The words “cook” and “chef” seem kind of like synonyms. And in the real world, they’re often used interchangeably. But in this post, when I say chef, I don’t mean any ordinary chef. I mean the trailblazing chef—the kind of chef who invents recipes. And for our purposes, everyone else who enters a kitchen—all those who follow recipes—is a cook.
Everything you eat—every part of every cuisine we know so well—was at some point in the past created for the first time. Wheat, tomatoes, salt, and milk go back a long time, but at some point, someone said, “What if I take those ingredients and do this…and this…..and this……” and ended up with the world’s first pizza. That’s the work of a chef.
Since then, god knows how many people have made a pizza. That’s the work of a cook.
The chef reasons from first principles, and for the chef, the first principles are raw edible ingredients. Those are her puzzle pieces, her building blocks, and she works her way upwards from there, using her experience, her instincts, and her taste buds.
The cook works off of some version of what’s already out there—a recipe of some kind, a meal she tried and liked, a dish she watched someone else make.
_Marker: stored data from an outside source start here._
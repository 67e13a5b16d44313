//! # Scan Target Model
//!
//! A target is whatever the user typed: a full URL (`https://example.com/login`)
//! or a bare domain/address (`example.com`, `203.0.113.7`). Sources need it in
//! different shapes, so parsing keeps the original text and derives:
//! * a **URL** for tools that crawl (`nuclei`), defaulting to `https://`.
//! * a bare **host** for lookups keyed by name or address (`shodan`, `wayback`).

use std::fmt;
use std::net::IpAddr;
use std::str::FromStr;

use url::Url;

use crate::error::TargetError;

#[derive(Clone, Debug, PartialEq, Eq)]
pub struct Target {
    raw: String,
    url: Url,
    host: String,
}

impl Target {
    /// The text exactly as supplied (trimmed).
    pub fn as_str(&self) -> &str {
        &self.raw
    }

    /// Normalized URL, `https://` is assumed when no scheme was given.
    pub fn url(&self) -> &str {
        self.url.as_str()
    }

    /// Host without scheme, credentials, port, path, query or fragment.
    pub fn host(&self) -> &str {
        &self.host
    }

    /// The host as an IP address, when the target was given as one.
    pub fn ip(&self) -> Option<IpAddr> {
        self.host.parse().ok()
    }
}

impl fmt::Display for Target {
    fn fmt(&self, f: &mut fmt::Formatter<'_>) -> fmt::Result {
        f.write_str(&self.raw)
    }
}

impl FromStr for Target {
    type Err = TargetError;

    fn from_str(s: &str) -> Result<Self, Self::Err> {
        let raw = s.trim();
        if raw.is_empty() {
            return Err(TargetError::Empty);
        }
        if raw.chars().any(char::is_whitespace) {
            return Err(TargetError::Whitespace(raw.to_string()));
        }

        let url = parse_url(raw)?;
        let host = match url.host_str() {
            Some(host) if !host.is_empty() => host.trim_start_matches('[').trim_end_matches(']'),
            _ => return Err(TargetError::MissingHost(raw.to_string())),
        };

        Ok(Self {
            raw: raw.to_string(),
            host: host.to_ascii_lowercase(),
            url,
        })
    }
}

fn parse_url(raw: &str) -> Result<Url, TargetError> {
    let candidate: String = match raw.split_once("://") {
        Some((scheme, _)) => {
            let scheme = scheme.to_ascii_lowercase();
            if scheme != "http" && scheme != "https" {
                return Err(TargetError::UnsupportedScheme(scheme));
            }
            raw.to_string()
        }
        None => format!("https://{raw}"),
    };

    Url::parse(&candidate).map_err(|e| TargetError::Invalid {
        target: raw.to_string(),
        reason: e.to_string(),
    })
}

// ╔════════════════════════════════════════════╗
// ║ ████████╗███████╗███████╗████████╗███████╗ ║
// ║ ╚══██╔══╝██╔════╝██╔════╝╚══██╔══╝██╔════╝ ║
// ║    ██║   █████╗  ███████╗   ██║   ███████╗ ║
// ║    ██║   ██╔══╝  ╚════██║   ██║   ╚════██║ ║
// ║    ██║   ███████╗███████║   ██║   ███████║ ║
// ║    ╚═╝   ╚══════╝╚══════╝   ╚═╝   ╚══════╝ ║
// ╚════════════════════════════════════════════╝
//! Cross-crate tests for `scout`, driven by in-process stub sources so no
//! network access or external binary is needed.

pub mod stubs;

#[cfg(test)]
mod orchestration;
//! Exposed services for the target's address, from the Shodan host API.
//!
//! The host endpoint is keyed by IP address, so domain targets are resolved
//! first.

use std::net::IpAddr;
use std::time::Duration;

use async_trait::async_trait;
use reqwest::{Client, StatusCode};
use serde::Deserialize;
use tracing::debug;

use crate::outcome::{FailureKind, Outcome};
use crate::source::{ScanContext, SourceAdapter};

use super::http;

pub const NAME: &str = "shodan";
const DEFAULT_BASE_URL: &str = "https://api.shodan.io";
const MAX_LISTED: usize = 20;

pub struct ShodanAdapter {
    client: Client,
    api_key: String,
    base_url: String,
    timeout: Duration,
}

impl ShodanAdapter {
    pub fn new(api_key: impl Into<String>, timeout: Duration) -> reqwest::Result<Self> {
        Ok(Self {
            client: http::build_client(timeout)?,
            api_key: api_key.into(),
            base_url: DEFAULT_BASE_URL.to_string(),
            timeout,
        })
    }

    pub fn with_base_url(mut self, base_url: impl Into<String>) -> Self {
        self.base_url = base_url.into();
        self
    }
}

#[async_trait]
impl SourceAdapter for ShodanAdapter {
    fn name(&self) -> &str {
        NAME
    }

    fn default_timeout(&self) -> Duration {
        self.timeout
    }

    async fn invoke(&self, ctx: &ScanContext) -> Outcome {
        let ip = match ctx.target.ip() {
            Some(ip) => ip,
            None => match resolve(ctx.target.host()).await {
                Ok(ip) => {
                    debug!(source = NAME, "resolved {} to {ip}", ctx.target.host());
                    ip
                }
                Err(outcome) => return outcome,
            },
        };

        let endpoint = format!(
            "{}/shodan/host/{ip}",
            self.base_url.trim_end_matches('/')
        );
        let request = self
            .client
            .get(&endpoint)
            .query(&[("key", self.api_key.as_str())]);

        let response = match request.send().await {
            Ok(response) => response,
            Err(e) => return http::classify(NAME, e.without_url()),
        };

        match http::read_body(NAME, response).await {
            Ok((status, body)) if status.is_success() => summarize_host(&body),
            Ok((StatusCode::NOT_FOUND, _)) => Outcome::failure(
                FailureKind::NoData,
                format!("no information available for {ip}"),
            ),
            Ok((status, body)) => http::bad_status(NAME, status, &body),
            Err(outcome) => outcome,
        }
    }
}

/// Resolves a host name, preferring IPv4 since that is what Shodan indexes best.
async fn resolve(host: &str) -> Result<IpAddr, Outcome> {
    let addrs: Vec<IpAddr> = match tokio::net::lookup_host((host, 0)).await {
        Ok(addrs) => addrs.map(|addr| addr.ip()).collect(),
        Err(e) => {
            return Err(Outcome::failure(
                FailureKind::TransportError,
                format!("could not resolve {host}: {e}"),
            ));
        }
    };

    addrs
        .iter()
        .find(|ip| ip.is_ipv4())
        .or_else(|| addrs.first())
        .copied()
        .ok_or_else(|| {
            Outcome::failure(
                FailureKind::TransportError,
                format!("{host} resolved to no addresses"),
            )
        })
}

#[derive(Debug, Deserialize)]
struct HostInfo {
    ip_str: Option<String>,
    org: Option<String>,
    isp: Option<String>,
    os: Option<String>,
    country_name: Option<String>,
    #[serde(default)]
    ports: Vec<u16>,
    #[serde(default)]
    hostnames: Vec<String>,
    #[serde(default)]
    vulns: Vec<String>,
    #[serde(default)]
    data: Vec<ServiceBanner>,
}

#[derive(Debug, Deserialize)]
struct ServiceBanner {
    port: Option<u16>,
    transport: Option<String>,
    product: Option<String>,
    version: Option<String>,
}

/// Renders the interesting parts of a host record.
pub fn summarize_host(body: &str) -> Outcome {
    let info: HostInfo = match serde_json::from_str(body) {
        Ok(info) => info,
        Err(e) => {
            return Outcome::failure(
                FailureKind::MalformedResponse,
                format!("unexpected host record: {e}"),
            );
        }
    };

    let mut lines: Vec<String> = Vec::new();
    let field = |label: &str, value: &Option<String>| {
        value
            .as_deref()
            .filter(|v| !v.is_empty())
            .map(|v| format!("{label}: {v}"))
    };

    lines.extend(field("IP", &info.ip_str));
    lines.extend(field("Organization", &info.org));
    lines.extend(field("ISP", &info.isp));
    lines.extend(field("OS", &info.os));
    lines.extend(field("Country", &info.country_name));

    if !info.hostnames.is_empty() {
        lines.push(format!("Hostnames: {}", info.hostnames.join(", ")));
    }

    let mut ports = info.ports.clone();
    ports.sort_unstable();
    ports.dedup();
    if !ports.is_empty() {
        let ports: Vec<String> = ports.iter().map(u16::to_string).collect();
        lines.push(format!("Open ports: {}", ports.join(", ")));
    }

    for banner in info.data.iter().take(MAX_LISTED) {
        let Some(port) = banner.port else { continue };
        let transport = banner.transport.as_deref().unwrap_or("tcp");
        let product = match (&banner.product, &banner.version) {
            (Some(product), Some(version)) => format!("{product} {version}"),
            (Some(product), None) => product.clone(),
            _ => continue,
        };
        lines.push(format!("  {port}/{transport} {product}"));
    }

    if !info.vulns.is_empty() {
        let mut vulns = info.vulns.clone();
        vulns.sort();
        let listed: Vec<&str> = vulns.iter().take(MAX_LISTED).map(String::as_str).collect();
        let suffix = if vulns.len() > MAX_LISTED {
            format!(" (+{} more)", vulns.len() - MAX_LISTED)
        } else {
            String::new()
        };
        lines.push(format!("Vulnerabilities: {}{suffix}", listed.join(", ")));
    }

    if lines.is_empty() {
        return Outcome::failure(FailureKind::NoData, "host record is empty");
    }
    Outcome::success(lines.join("\n"))
}

// ╔════════════════════════════════════════════╗
// ║ ████████╗███████╗███████╗████████╗███████╗ ║
// ║ ╚══██╔══╝██╔════╝██╔════╝╚══██╔══╝██╔════╝ ║
// ║    ██║   █████╗  ███████╗   ██║   ███████╗ ║
// ║    ██║   ██╔══╝  ╚════██║   ██║   ╚════██║ ║
// ║    ██║   ███████╗███████║   ██║   ███████║ ║
// ║    ╚═╝   ╚══════╝╚══════╝   ╚═╝   ╚══════╝ ║
// ╚════════════════════════════════════════════╝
But in life—when it comes to the reasoning “recipes” we use to churn out a decision—we may want to think twice about where we are on the cook-chef spectrum.
On a typical day, a “reasoning cook” and a “reasoning chef” don’t operate that differently. Even the chef becomes quickly exhausted by the mental energy required for first principles reasoning, and usually, doing so isn’t worth his time. Both types of people spend an average day with their brain software running on auto-pilot and their conscious decision-making centers dormant.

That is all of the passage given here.